Stored items
■ ■ ■ ■ ■
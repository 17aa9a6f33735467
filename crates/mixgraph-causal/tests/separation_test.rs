//! m-separation and chain-graph validity over mixed-edge graphs.

use std::collections::HashSet;

use mixgraph_causal::algorithms::{is_valid_chain_graph, m_separated};
use mixgraph_causal::{Admg, AncestralQueries, ChainGraph, EdgeInput, MixedEdgeGraph, SubGraph};
use mixgraph_core::errors::{CausalError, RegistryError};
use mixgraph_core::{EdgeRole, EdgeRoleNames, MixGraphError};

fn set<T: Clone + Eq + std::hash::Hash>(items: &[T]) -> HashSet<T> {
    items.iter().cloned().collect()
}

/// Mixed graph with the default role names.
fn mixed<N: mixgraph_core::NodeId>(
    directed: Vec<(N, N)>,
    bidirected: Vec<(N, N)>,
    undirected: Vec<(N, N)>,
) -> MixedEdgeGraph<N> {
    let names = EdgeRoleNames::default();
    MixedEdgeGraph::from_graphs(vec![
        (
            names.directed.clone(),
            SubGraph::Directed(EdgeInput::edges(directed).build()),
        ),
        (
            names.bidirected.clone(),
            SubGraph::Undirected(EdgeInput::edges(bidirected).build()),
        ),
        (
            names.undirected.clone(),
            SubGraph::Undirected(EdgeInput::edges(undirected).build()),
        ),
    ])
    .unwrap()
}

fn msep<N: mixgraph_core::NodeId>(g: &MixedEdgeGraph<N>, x: &[N], y: &[N], z: &[N]) -> bool {
    m_separated(g, &set(x), &set(y), &set(z), &EdgeRoleNames::default()).unwrap()
}

// =============================================================================
// m-separation
// =============================================================================

#[test]
fn directed_chain_with_confounded_tail() {
    // 0 -> 1 -> 2 -> 3, 2 -> 4, 2 <-> 3
    let g = mixed(vec![(0, 1), (1, 2), (2, 3), (2, 4)], vec![(2, 3)], vec![]);

    assert!(!msep(&g, &[0], &[3], &[]));
    assert!(msep(&g, &[0], &[3], &[1]));
    // 2 is a collider on 1 -> 2 <-> 3, so conditioning on it opens that path.
    assert!(!msep(&g, &[0], &[3], &[2]));
    assert!(msep(&g, &[0], &[3], &[1, 2]));
    assert!(!msep(&g, &[0], &[3], &[4]));
}

#[test]
fn collider_is_not_bypassed_through_undirected_edge() {
    // 3 -> 2 -> 0 <-> 4, 3 -> 1 - 2, 5 <-> 0 - 5
    let g = mixed(
        vec![(3, 2), (3, 1), (2, 0)],
        vec![(0, 4), (5, 0)],
        vec![(2, 1), (5, 0)],
    );

    // Every path into 4 enters 0 through an arrowhead and leaves through 0 <-> 4.
    assert!(msep(&g, &[3], &[4], &[]));
    assert!(msep(&g, &[4], &[3], &[]));
    // 0 is in z, so the collider opens.
    assert!(!msep(&g, &[3], &[4], &[0]));
    // 5 is not an ancestor of 0, and 5 - 0 cannot be revisited.
    assert!(msep(&g, &[3], &[4], &[5]));
}

#[test]
fn bidirected_chain_opens_on_conditioning() {
    let g = mixed(vec![], vec![(1, 2), (2, 3)], vec![]);
    assert!(msep(&g, &[1], &[3], &[]));
    assert!(!msep(&g, &[1], &[3], &[2]));
}

#[test]
fn unconditioned_collider_blocks_mixed_path() {
    // 1 - 2 -> 3 <- 4 <-> 5
    let g = mixed(vec![(2, 3), (4, 3)], vec![(4, 5)], vec![(1, 2)]);
    assert!(msep(&g, &[1], &[4], &[]));
    assert!(!msep(&g, &[1], &[4], &[3]));
}

#[test]
fn undirected_then_bidirected_is_not_a_collider() {
    // 1 - 2 -> 3 <-> 4 - 5, 3 -> 6, 2 - 7 <-> 5
    let g = mixed(
        vec![(2, 3), (3, 6)],
        vec![(3, 4), (7, 5)],
        vec![(1, 2), (4, 5), (2, 7)],
    );

    assert!(msep(&g, &[1], &[5], &[7]));
    assert!(!msep(&g, &[1], &[5], &[]));
    // 6 is a descendant of the collider 3.
    assert!(!msep(&g, &[1], &[5], &[6]));
    assert!(!msep(&g, &[1], &[5], &[6, 7]));
}

#[test]
fn undirected_chain() {
    let mut g = mixed(vec![], vec![], vec![(1, 2), (2, 3)]);
    assert!(!msep(&g, &[1], &[3], &[]));
    assert!(msep(&g, &[1], &[3], &[2]));

    g.add_edge(1, 3, "undirected").unwrap();
    assert!(!msep(&g, &[1], &[3], &[2]));
}

#[test]
fn isolated_nodes_are_separated() {
    let mut g: MixedEdgeGraph<u32> = mixed(vec![], vec![], vec![]);
    g.add_nodes_from([1, 2, 3]).unwrap();
    assert!(msep(&g, &[1], &[3], &[2]));
    assert!(msep(&g, &[1], &[2], &[]));
}

#[test]
fn zhang_figure_six() {
    // A -> C -> D, B -> D, A <-> B
    let g = mixed(
        vec![("A", "C"), ("C", "D"), ("B", "D")],
        vec![("A", "B")],
        vec![],
    );

    assert!(!msep(&g, &["A"], &["D"], &["C"]));
    assert!(msep(&g, &["A"], &["D"], &["B", "C"]));
    assert!(msep(&g, &["B"], &["C"], &["A"]));
    assert!(!msep(&g, &["B"], &["C"], &["A", "D"]));
    assert!(!msep(&g, &["B"], &["C"], &[]));
}

#[test]
fn inducing_path_connects_non_adjacent_nodes() {
    // B -> C -> D, A <-> B, B <-> C
    let g = mixed(
        vec![("B", "C"), ("C", "D")],
        vec![("A", "B"), ("B", "C")],
        vec![],
    );

    assert!(!msep(&g, &["A"], &["C"], &["B"]));
    assert!(!msep(&g, &["A"], &["C"], &[]));
    assert!(!msep(&g, &["A"], &["D"], &[]));
}

#[test]
fn conditioning_on_collider_descendant() {
    // A -> B <- C, B -> D
    let g = mixed(vec![("A", "B"), ("C", "B"), ("B", "D")], vec![], vec![]);
    assert!(!msep(&g, &["A"], &["C"], &["D"]));
    assert!(msep(&g, &["A"], &["C"], &[]));

    // A -> B, B -> D, B <-> C
    let g = mixed(vec![("A", "B"), ("B", "D")], vec![("B", "C")], vec![]);
    assert!(!msep(&g, &["A"], &["C"], &["D"]));
    assert!(msep(&g, &["A"], &["C"], &[]));
}

#[test]
fn empty_and_overlapping_query_sets() {
    let g = mixed(vec![(1, 2)], vec![], vec![]);
    assert!(msep(&g, &[], &[2], &[]));
    assert!(msep(&g, &[1], &[], &[]));
    assert!(!msep(&g, &[1, 2], &[2], &[]));
}

#[test]
fn cyclic_directed_role_is_rejected() {
    let g = mixed(vec![(0, 1), (1, 2), (2, 3), (3, 4), (4, 2)], vec![(2, 3)], vec![]);
    let err = m_separated(&g, &set(&[0]), &set(&[3]), &set(&[]), &EdgeRoleNames::default())
        .unwrap_err();
    assert!(matches!(err, MixGraphError::Causal(CausalError::NotADag { .. })));
}

#[test]
fn unexpected_edge_type_is_rejected() {
    let g = MixedEdgeGraph::from_graphs(vec![
        ("directed", SubGraph::Directed(EdgeInput::edges([(0, 1), (1, 2)]).build())),
        ("bi-directed", SubGraph::Undirected(EdgeInput::edges([(1, 2)]).build())),
    ])
    .unwrap();

    let err = m_separated(&g, &set(&[0]), &set(&[2]), &set(&[]), &EdgeRoleNames::default())
        .unwrap_err();
    assert!(matches!(
        err,
        MixGraphError::Causal(CausalError::InvalidSeparationQuery { .. })
    ));

    let names = EdgeRoleNames::new("directed", "bi-directed", "undirected");
    assert!(!m_separated(&g, &set(&[0]), &set(&[2]), &set(&[]), &names).unwrap());
}

#[test]
fn unknown_query_node_is_rejected() {
    let g = mixed(vec![(1, 2)], vec![], vec![]);
    let err = m_separated(&g, &set(&[1]), &set(&[9]), &set(&[]), &EdgeRoleNames::default())
        .unwrap_err();
    assert!(matches!(err, MixGraphError::NodeNotFound { .. }));
}

#[test]
fn admg_delegates_separation_queries() {
    let admg = Admg::from_edges(vec![("A", "C"), ("C", "D"), ("B", "D")], vec![("A", "B")], vec![])
        .unwrap();
    assert!(admg
        .m_separated(&set(&["A"]), &set(&["D"]), &set(&["B", "C"]))
        .unwrap());
    assert!(!admg
        .m_separated(&set(&["A"]), &set(&["D"]), &set(&["C"]))
        .unwrap());
}

// =============================================================================
// Chain graphs
// =============================================================================

#[test]
fn chain_graph_accepts_directed_edges_between_components() {
    // {1 - 2} -> {3 - 4}
    let g = mixed(vec![(1, 3), (2, 4)], vec![], vec![(1, 2), (3, 4)]);
    assert!(is_valid_chain_graph(&g, &EdgeRoleNames::default()).unwrap());
}

#[test]
fn directed_edge_inside_component_is_invalid() {
    // 1 -> 2 - 3 - 1 closes a semi-directed cycle.
    let g = mixed(vec![(1, 2)], vec![], vec![(2, 3), (3, 1)]);
    assert!(!is_valid_chain_graph(&g, &EdgeRoleNames::default()).unwrap());
}

#[test]
fn cycle_between_components_is_invalid() {
    // {1 - 2} -> {3 - 4} -> {1 - 2}
    let g = mixed(vec![(1, 3), (4, 2)], vec![], vec![(1, 2), (3, 4)]);
    assert!(!is_valid_chain_graph(&g, &EdgeRoleNames::default()).unwrap());
}

#[test]
fn chain_graph_construction_and_mutation() {
    let mut cg = ChainGraph::new(vec![(1, 3)], vec![(1, 2), (3, 4)]).unwrap();
    assert_eq!(cg.chain_components().unwrap().count(), 2);
    assert_eq!(cg.children(&1).unwrap().collect::<Vec<_>>(), vec![&3]);

    // 4 -> 2 would close {1,2} -> {3,4} -> {1,2}.
    let err = cg.add_edge(4, 2, EdgeRole::Directed).unwrap_err();
    assert!(matches!(
        err,
        MixGraphError::Causal(CausalError::InvalidChainGraph { .. })
    ));
    assert!(!cg.mixed().has_edge(&4, &2, Some("directed")));

    assert!(cg.add_edge(2, 4, EdgeRole::Directed).unwrap());

    let err = cg.add_edge(1, 4, EdgeRole::Bidirected).unwrap_err();
    assert!(matches!(
        err,
        MixGraphError::Registry(RegistryError::UnknownEdgeType { .. })
    ));

    let err = cg.add_edge(5, 5, EdgeRole::Undirected).unwrap_err();
    assert!(matches!(err, MixGraphError::Causal(CausalError::SelfLoop { .. })));
}

#[test]
fn chain_graph_rejects_invalid_input() {
    let err = ChainGraph::new(vec![(1, 2)], vec![(1, 2)]).unwrap_err();
    assert!(matches!(
        err,
        MixGraphError::Causal(CausalError::InvalidChainGraph { .. })
    ));
}

#[test]
fn directed_self_loop_is_not_a_chain_graph() {
    let err = ChainGraph::new(vec![(3, 3)], vec![(1, 2)]).unwrap_err();
    assert!(matches!(
        &err,
        MixGraphError::Causal(CausalError::InvalidChainGraph { reason })
            if reason.contains("self-loop")
    ));

    let mut cg = ChainGraph::new(vec![(1, 3)], vec![(1, 2)]).unwrap();
    let err = cg.add_edge(2, 2, EdgeRole::Directed).unwrap_err();
    assert!(err.to_string().contains("directed self-loop on 2"));
    assert!(!cg.mixed().has_edge(&2, &2, None));
}
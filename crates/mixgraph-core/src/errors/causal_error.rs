/// Causal-graph invariant errors.
#[derive(Debug, thiserror::Error)]
pub enum CausalError {
    #[error("directed edges are not acyclic: {cycle}")]
    NotADag { cycle: String },

    #[error("self-loop on {node} is not allowed in edge type '{edge_type}'")]
    SelfLoop { node: String, edge_type: String },

    #[error("invalid chain graph: {reason}")]
    InvalidChainGraph { reason: String },

    #[error("invalid separation query: {reason}")]
    InvalidSeparationQuery { reason: String },
}
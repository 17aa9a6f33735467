//! Property tests for mixgraph-causal: acyclicity, node coherence, ancestry, and separation.

use std::collections::HashSet;

use proptest::prelude::*;

use mixgraph_causal::algorithms::{dag_enforcement, is_valid_chain_graph};
use mixgraph_causal::{Admg, AncestralQueries, ChainGraph};
use mixgraph_core::{EdgeRole, EdgeRoleNames};

const N: u32 = 12;

/// Build an ADMG by inserting edges one at a time, skipping rejected ones.
fn build_random_admg(directed: &[(u32, u32)], bidirected: &[(u32, u32)]) -> Admg<u32> {
    let mut admg = Admg::new();
    for i in 0..N {
        admg.add_node(i).unwrap();
    }
    for &(u, v) in directed {
        let _ = admg.add_edge(u, v, EdgeRole::Directed);
    }
    for &(u, v) in bidirected {
        let _ = admg.add_edge(u, v, EdgeRole::Bidirected);
    }
    admg
}

fn edge_strategy(n: u32) -> impl Strategy<Value = Vec<(u32, u32)>> {
    prop::collection::vec((0..n, 0..n), 0..(n as usize) * 2)
}

fn node_set_strategy(n: u32) -> impl Strategy<Value = HashSet<u32>> {
    prop::collection::hash_set(0..n, 0..3)
}

// =============================================================================
// Directed role stays acyclic under insertion
// =============================================================================
proptest! {
    #[test]
    fn directed_role_never_cycles(
        directed in edge_strategy(N),
        bidirected in edge_strategy(N),
    ) {
        let admg = build_random_admg(&directed, &bidirected);
        prop_assert!(admg.validate().is_ok());
        let cycles = dag_enforcement::find_cycles(admg.sub_directed_graph().unwrap());
        prop_assert!(cycles.is_empty(), "found {} cycles", cycles.len());
    }
}

// =============================================================================
// Every role sees the same node set
// =============================================================================
proptest! {
    #[test]
    fn roles_share_one_node_set(
        directed in edge_strategy(N),
        bidirected in edge_strategy(N),
    ) {
        let admg = build_random_admg(&directed, &bidirected);
        let all: HashSet<u32> = admg.nodes().copied().collect();
        prop_assert_eq!(all.len(), N as usize);
        for (_, sub) in admg.mixed().graphs() {
            let own: HashSet<u32> = sub.nodes().copied().collect();
            prop_assert_eq!(&own, &all);
        }
    }
}

// =============================================================================
// Parents and children are mirror images
// =============================================================================
proptest! {
    #[test]
    fn parents_mirror_children(directed in edge_strategy(N)) {
        let admg = build_random_admg(&directed, &[]);
        for u in 0..N {
            for v in admg.children(&u).unwrap() {
                prop_assert!(admg.parents(v).unwrap().any(|p| *p == u));
            }
        }
    }
}

// =============================================================================
// Ancestry is transitive and dual to descent
// =============================================================================
proptest! {
    #[test]
    fn ancestry_is_transitive(directed in edge_strategy(N)) {
        let admg = build_random_admg(&directed, &[]);
        for b in 0..N {
            let ancestors_b = admg.ancestors(&b).unwrap();
            prop_assert!(!ancestors_b.contains(&b));
            for a in &ancestors_b {
                prop_assert!(admg.descendants(a).unwrap().contains(&b));
                for c in admg.descendants(&b).unwrap() {
                    prop_assert!(admg.ancestors(&c).unwrap().contains(a));
                }
            }
        }
    }
}

// =============================================================================
// c-components partition the node set
// =============================================================================
proptest! {
    #[test]
    fn c_components_partition_nodes(
        directed in edge_strategy(N),
        bidirected in edge_strategy(N),
    ) {
        let admg = build_random_admg(&directed, &bidirected);
        let mut seen: HashSet<u32> = HashSet::new();
        for component in admg.c_components().unwrap() {
            prop_assert!(!component.is_empty());
            for node in component {
                prop_assert!(seen.insert(node), "node {} in two components", node);
            }
        }
        prop_assert_eq!(seen.len(), N as usize);
    }
}

// =============================================================================
// m-separation is symmetric in x and y
// =============================================================================
proptest! {
    #[test]
    fn m_separation_is_symmetric(
        directed in edge_strategy(N),
        bidirected in edge_strategy(N),
        x in node_set_strategy(N),
        y in node_set_strategy(N),
        z in node_set_strategy(N),
    ) {
        let admg = build_random_admg(&directed, &bidirected);
        let forward = admg.m_separated(&x, &y, &z).unwrap();
        let backward = admg.m_separated(&y, &x, &z).unwrap();
        prop_assert_eq!(forward, backward);
    }
}

// =============================================================================
// Chain graphs stay valid under checked insertion
// =============================================================================
proptest! {
    #[test]
    fn chain_graph_insertion_preserves_validity(
        directed in edge_strategy(N),
        undirected in edge_strategy(N),
    ) {
        let mut cg: ChainGraph<u32> = ChainGraph::new(Vec::new(), Vec::new()).unwrap();
        for (&(du, dv), &(uu, uv)) in directed.iter().zip(undirected.iter()) {
            let _ = cg.add_edge(du, dv, EdgeRole::Directed);
            let _ = cg.add_edge(uu, uv, EdgeRole::Undirected);
        }
        prop_assert!(is_valid_chain_graph(cg.mixed(), &EdgeRoleNames::default()).unwrap());
    }
}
■ ■ ■ ■ ■
Go through the data above from its first line and copy each line exactly, stopping once the line with "3, 2 -> 4, 2 <-> 3" has been copied.

repository 17aa9a6f33735467
filename crates/mixgraph-causal/tests/separation_test.rs
//! m-separation and chain-graph validity over mixed-edge graphs.

use std::collections::HashSet;

use mixgraph_causal::algorithms::{is_valid_chain_graph, m_separated};
use mixgraph_causal::{Admg, AncestralQueries, ChainGraph, EdgeInput, MixedEdgeGraph, SubGraph};
use mixgraph_core::errors::{CausalError, RegistryError};
use mixgraph_core::{EdgeRole, EdgeRoleNames, MixGraphError};

fn set<T: Clone + Eq + std::hash::Hash>(items: &[T]) -> HashSet<T> {
    items.iter().cloned().collect()
}

/// Mixed graph with the default role names.
fn mixed<N: mixgraph_core::NodeId>(
    directed: Vec<(N, N)>,
    bidirected: Vec<(N, N)>,
    undirected: Vec<(N, N)>,
) -> MixedEdgeGraph<N> {
    let names = EdgeRoleNames::default();
    MixedEdgeGraph::from_graphs(vec![
        (
            names.directed.clone(),
            SubGraph::Directed(EdgeInput::edges(directed).build()),
        ),
        (
            names.bidirected.clone(),
            SubGraph::Undirected(EdgeInput::edges(bidirected).build()),
        ),
        (
            names.undirected.clone(),
            SubGraph::Undirected(EdgeInput::edges(undirected).build()),
        ),
    ])
    .unwrap()
}

fn msep<N: mixgraph_core::NodeId>(g: &MixedEdgeGraph<N>, x: &[N], y: &[N], z: &[N]) -> bool {
    m_separated(g, &set(x), &set(y), &set(z), &EdgeRoleNames::default()).unwrap()
}

// =============================================================================
// m-separation
// =============================================================================

#[test]
fn directed_chain_with_confounded_tail() {
    // 0 -> 1 -> 2 -> 3, 2 -> 4, 2 <-> 3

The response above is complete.